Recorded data
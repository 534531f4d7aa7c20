use std::sync::Arc;

use axum::{
    extract::Extension,
    http::StatusCode,
    response::IntoResponse,
    Json,
};

use crate::app::services::AppServices;
use crate::context::PrincipalContext;

pub async fn health() -> StatusCode {
    StatusCode::OK
}

pub async fn whoami(
    Extension(services): Extension<Arc<AppServices>>,
    Extension(principal): Extension<PrincipalContext>,
) -> impl IntoResponse {
    Json(serde_json::json!({
        "principal_id": principal.principal_id().to_string(),
        "roles": principal.roles().iter().map(|r| r.as_str()).collect::<Vec<_>>(),
        "permissions": principal.permissions().iter().map(|p| p.as_str()).collect::<Vec<_>>(),
        "backend": services.backend(),
    }))
}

→ **TASK REQUIREMENTS**
Scan the records above for the lines holding "use crate::context::PrincipalContext;" and "-> impl IntoResponse". Transcribe those two and every line between them word for word, and no others.

→ **EXERCISE SOLUTION**
use crate::context::PrincipalContext;

pub async fn health() -> StatusCode {
    StatusCode::OK
}

pub async fn whoami(
    Extension(services): Extension<Arc<AppServices>>,
    Extension(principal): Extension<PrincipalContext>,
) -> impl IntoResponse {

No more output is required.